__Activity__.
Stopping right after the line with "none on record.", please reproduce the material below exactly from its first line.

──────

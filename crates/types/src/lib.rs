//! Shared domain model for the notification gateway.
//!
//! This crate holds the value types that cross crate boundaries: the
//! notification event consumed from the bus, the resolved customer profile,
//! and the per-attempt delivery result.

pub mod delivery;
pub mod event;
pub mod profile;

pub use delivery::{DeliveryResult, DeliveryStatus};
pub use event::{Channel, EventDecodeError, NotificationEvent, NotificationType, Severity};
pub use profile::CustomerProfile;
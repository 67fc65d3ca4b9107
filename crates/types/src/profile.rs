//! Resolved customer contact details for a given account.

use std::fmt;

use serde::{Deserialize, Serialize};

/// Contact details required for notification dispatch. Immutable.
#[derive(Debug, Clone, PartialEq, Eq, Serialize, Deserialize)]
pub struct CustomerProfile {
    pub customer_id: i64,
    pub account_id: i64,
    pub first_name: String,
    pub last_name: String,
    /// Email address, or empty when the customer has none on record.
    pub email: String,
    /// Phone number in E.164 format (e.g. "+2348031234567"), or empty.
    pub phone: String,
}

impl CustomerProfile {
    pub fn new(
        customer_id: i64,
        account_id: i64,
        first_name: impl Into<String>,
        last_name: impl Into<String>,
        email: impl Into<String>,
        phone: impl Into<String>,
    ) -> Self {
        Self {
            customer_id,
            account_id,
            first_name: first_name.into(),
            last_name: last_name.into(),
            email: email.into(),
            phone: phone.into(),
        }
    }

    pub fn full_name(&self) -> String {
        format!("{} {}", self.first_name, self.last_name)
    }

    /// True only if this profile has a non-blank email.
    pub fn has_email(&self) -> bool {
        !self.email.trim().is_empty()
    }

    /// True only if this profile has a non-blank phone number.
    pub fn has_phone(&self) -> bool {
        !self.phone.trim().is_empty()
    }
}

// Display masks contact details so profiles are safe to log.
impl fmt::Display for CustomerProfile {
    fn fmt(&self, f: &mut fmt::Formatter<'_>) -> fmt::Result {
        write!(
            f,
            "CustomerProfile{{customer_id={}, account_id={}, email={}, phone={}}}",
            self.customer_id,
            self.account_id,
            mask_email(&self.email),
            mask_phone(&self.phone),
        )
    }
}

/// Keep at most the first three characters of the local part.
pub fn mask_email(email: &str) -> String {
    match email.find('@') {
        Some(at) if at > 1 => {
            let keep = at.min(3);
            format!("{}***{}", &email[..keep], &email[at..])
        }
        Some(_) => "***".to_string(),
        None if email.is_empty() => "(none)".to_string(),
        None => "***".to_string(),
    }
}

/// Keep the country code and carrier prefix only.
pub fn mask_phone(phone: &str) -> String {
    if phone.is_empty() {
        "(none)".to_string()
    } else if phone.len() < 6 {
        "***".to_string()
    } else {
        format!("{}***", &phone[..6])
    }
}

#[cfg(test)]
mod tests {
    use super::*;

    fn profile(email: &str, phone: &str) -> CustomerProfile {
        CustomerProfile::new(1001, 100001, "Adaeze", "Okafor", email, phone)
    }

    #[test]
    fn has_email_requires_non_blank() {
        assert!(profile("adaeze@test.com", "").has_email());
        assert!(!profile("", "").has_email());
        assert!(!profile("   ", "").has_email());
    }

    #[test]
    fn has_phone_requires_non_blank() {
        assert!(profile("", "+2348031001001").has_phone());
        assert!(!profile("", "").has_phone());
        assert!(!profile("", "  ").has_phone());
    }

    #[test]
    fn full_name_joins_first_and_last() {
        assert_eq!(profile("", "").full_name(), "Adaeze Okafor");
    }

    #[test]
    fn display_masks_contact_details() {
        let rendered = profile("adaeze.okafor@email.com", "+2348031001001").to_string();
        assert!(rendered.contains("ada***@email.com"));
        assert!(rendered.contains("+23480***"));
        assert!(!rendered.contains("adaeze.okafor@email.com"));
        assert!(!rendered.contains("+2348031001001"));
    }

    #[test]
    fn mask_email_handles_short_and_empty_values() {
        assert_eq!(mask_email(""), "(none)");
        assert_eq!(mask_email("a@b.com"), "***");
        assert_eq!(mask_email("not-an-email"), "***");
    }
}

──────

__Exercise output__.
filename crates/types/src/lib.rs
//! Shared domain model for the notification gateway.
//!
//! This crate holds the value types that cross crate boundaries: the
//! notification event consumed from the bus, the resolved customer profile,
//! and the per-attempt delivery result.

pub mod delivery;
pub mod event;
pub mod profile;

pub use delivery::{DeliveryResult, DeliveryStatus};
pub use event::{Channel, EventDecodeError, NotificationEvent, NotificationType, Severity};
pub use profile::CustomerProfile;
repository 67fc65d3ca4b9107
filename crates/types/src/profile.rs
//! Resolved customer contact details for a given account.

use std::fmt;

use serde::{Deserialize, Serialize};

/// Contact details required for notification dispatch. Immutable.
#[derive(Debug, Clone, PartialEq, Eq, Serialize, Deserialize)]
pub struct CustomerProfile {
    pub customer_id: i64,
    pub account_id: i64,
    pub first_name: String,
    pub last_name: String,
    /// Email address, or empty when the customer has none on record.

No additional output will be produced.